# How to extract positions of a set of linear independent components of a matrix / tensor?

Given a in general non-symmetric matrix / tensor of arbitrary shape A, I want to obtain efficiently the positions of a set of linear independent components of A. My approach until now is slowly start with the first component and adding linear independent components after checking linear independency (with ForAll components comp, Exists some linear combinations with coefficients c and Resolve for a boolean statement).
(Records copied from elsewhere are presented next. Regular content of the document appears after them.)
use crate::technique::{Priority, Technique};

/// What a side intends to do this turn.
#[derive(Clone, Copy, Debug, PartialEq, Eq, Hash)]
#[cfg_attr(feature = "serde", derive(serde::Serialize, serde::Deserialize))]
pub enum BattleAction {
    /// Use a non-switching technique against the opposing active word.
    Technique(Technique),

    /// Switch the active word out for the bench member at `target`.
    ///
    /// `technique` must be [`Technique::Switch`] or [`Technique::SlowSwitch`].
    Switch { technique: Technique, target: usize },
}

impl BattleAction {
    pub const fn attack() -> Self {
        BattleAction::Technique(Technique::Attack)
    }

    pub const fn defend() -> Self {
        BattleAction::Technique(Technique::Defend)
    }

    pub const fn switch(target: usize) -> Self {
        BattleAction::Switch {
            technique: Technique::Switch,
            target,
        }
    }

    pub const fn slow_switch(target: usize) -> Self {
        BattleAction::Switch {
            technique: Technique::SlowSwitch,
            target,
        }
    }

    /// The technique spent by this action.
    pub const fn technique(&self) -> Technique {
        match self {
            BattleAction::Technique(technique) => *technique,
            BattleAction::Switch { technique, .. } => *technique,
        }
    }

    pub const fn priority(&self) -> Priority {
        self.technique().priority()
    }

    pub const fn cost(&self) -> u8 {
        self.technique().cost()
    }
}

impl core::fmt::Display for BattleAction {
    fn fmt(&self, f: &mut core::fmt::Formatter<'_>) -> core::fmt::Result {
        match self {
            BattleAction::Technique(technique) => f.write_str(technique.name()),
            BattleAction::Switch { technique, target } => {
                write!(f, "{} to #{target}", technique.name())
            }
        }
    }
}
/// Coarse power tier of a word, derived from its base stat total (BST).
#[derive(Clone, Copy, Debug, PartialEq, Eq, Hash, PartialOrd, Ord, strum::Display)]
#[cfg_attr(feature = "serde", derive(serde::Serialize, serde::Deserialize))]
pub enum Rank {
    /// BST < 300
    F,
    /// 300 <= BST < 350
    D,
    /// 350 <= BST < 400
    C,
    /// 400 <= BST < 450
    B,
    /// 450 <= BST < 500
    A,
    /// 500 <= BST
    S,
}

impl Rank {
    pub const fn from_total(bst: u32) -> Self {
        match bst {
            0..300 => Rank::F,
            300..350 => Rank::D,
            350..400 => Rank::C,
            400..450 => Rank::B,
            450..500 => Rank::A,
            _ => Rank::S,
        }
    }
}
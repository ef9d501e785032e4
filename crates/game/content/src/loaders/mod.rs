//! Loaders that turn files into core types.

pub mod config;
pub mod dictionary;
pub mod save;

pub use config::ConfigLoader;
pub use dictionary::DictionaryLoader;
pub use save::SaveLoader;

use std::path::Path;

/// Common result type for loaders.
pub type LoadResult<T> = anyhow::Result<T>;

/// Helper function to read file contents.
pub(crate) fn read_file(path: &Path) -> LoadResult<String> {
    std::fs::read_to_string(path)
        .map_err(|e| anyhow::anyhow!("Failed to read file {}: {}", path.display(), e))
}
//! Damage and healing arithmetic.

/// Damage dealt by a technique before any defensive effect.
///
/// # Formula
///
/// ```text
/// raw    = power * attack / max(defend, 1)
/// damage = raw * (level + 10) / 50 + 1
/// ```
///
/// `attack` and `defend` are boosted stats and `level` is the attacker's.
/// Every damaging hit deals at least 1.
pub fn technique_damage(power: u32, attack: u32, defend: u32, level: u32) -> u32 {
    let raw = u128::from(power) * u128::from(attack) / u128::from(defend.max(1));
    let damage = raw * (u128::from(level) + 10) / 50 + 1;
    u32::try_from(damage).unwrap_or(u32::MAX)
}

/// `max_hp / divisor`, never less than 1.
pub fn fraction_of(max_hp: u32, divisor: u32) -> u32 {
    (max_hp / divisor.max(1)).max(1)
}

/// Damage that actually reaches a word.
#[derive(Clone, Copy, Debug, PartialEq, Eq)]
pub enum Mitigation {
    /// Protect: nothing gets through.
    Blocked,
    /// Defend: half gets through.
    Halved,
    Full,
}

impl Mitigation {
    pub fn apply(self, damage: u32) -> u32 {
        match self {
            Mitigation::Blocked => 0,
            Mitigation::Halved => damage / 2,
            Mitigation::Full => damage,
        }
    }
}

#[cfg(test)]
mod tests {
    use super::*;

    #[test]
    fn damage_formula() {
        // raw = 30 * 60 / 40 = 45; 45 * 30 / 50 + 1 = 28
        assert_eq!(technique_damage(30, 60, 40, 20), 28);
        // Zero defense is treated as 1.
        assert_eq!(technique_damage(10, 5, 0, 40), 50 * 50 / 50 + 1);
        // A weak hit still deals 1.
        assert_eq!(technique_damage(30, 1, 9999, 1), 1);
    }

    #[test]
    fn damage_saturates() {
        assert_eq!(technique_damage(u32::MAX, u32::MAX, 1, 100), u32::MAX);
    }

    #[test]
    fn fractions_floor_at_one() {
        assert_eq!(fraction_of(80, 8), 10);
        assert_eq!(fraction_of(5, 8), 1);
        assert_eq!(fraction_of(0, 8), 1);
    }

    #[test]
    fn mitigation() {
        assert_eq!(Mitigation::Blocked.apply(40), 0);
        assert_eq!(Mitigation::Halved.apply(41), 20);
        assert_eq!(Mitigation::Full.apply(41), 41);
    }
}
LinearIndependentComponents[A_] := Module[
{comp, li, c, cs, q},
comp = Flatten@A;
li = {comp[[1]]};
Do[
c = Array[cs, Length@li];
q = Resolve[
Exists[Evaluate@c,
ForAll[Evaluate@Variables@comp, c.li == comp[[j]]]]];
If[Not@q, AppendTo[li, comp[[j]]]]
, {j, 2, Length@comp}
];
Do[
li[[i]] = First@Position[A, li[[i]]];
, {i, Length@li}
];
li
];


My approach is horribly slow for large matrices and tensors. Do you know how to do this more efficiently? I dont use Variables, since for some expressions, see Example 2 and Example 4 down below, the list of variables of Mathematica is not the right answer.

Example 1: non-symmetric matrix

A = {{a, b, 4 b - a}, {c, a - 5 b, a}, {d, b + c + a, b}};
MatrixForm@A
LinearIndependentComponents@A


Example 2: symmetrized matrix

A = Array[a, {3, 3}];
B = A + Transpose@A;
Length@LinearIndependentComponents@B
Length@Variables@B


6

9

Example 3: partly symmetrized fourth-order tensor

A = Normal@
SymmetrizedArray[
pos_ :> Subscript[a, pos], {3, 3, 3, 3}, {Symmetric[{1, 2}],
Symmetric[{3, 4}]}];
Length@Variables@A
Length@LinearIndependentComponents@A


36

36

Example 4: slightly twisted expression

A=Array[a, {3,3}];
A=2*(A+Transpose@A);
A=A+Reverse@A;
LinearIndependentComponents@A


{{1,1}, {1,2}, {1,3}, {2,1}, {2,2}}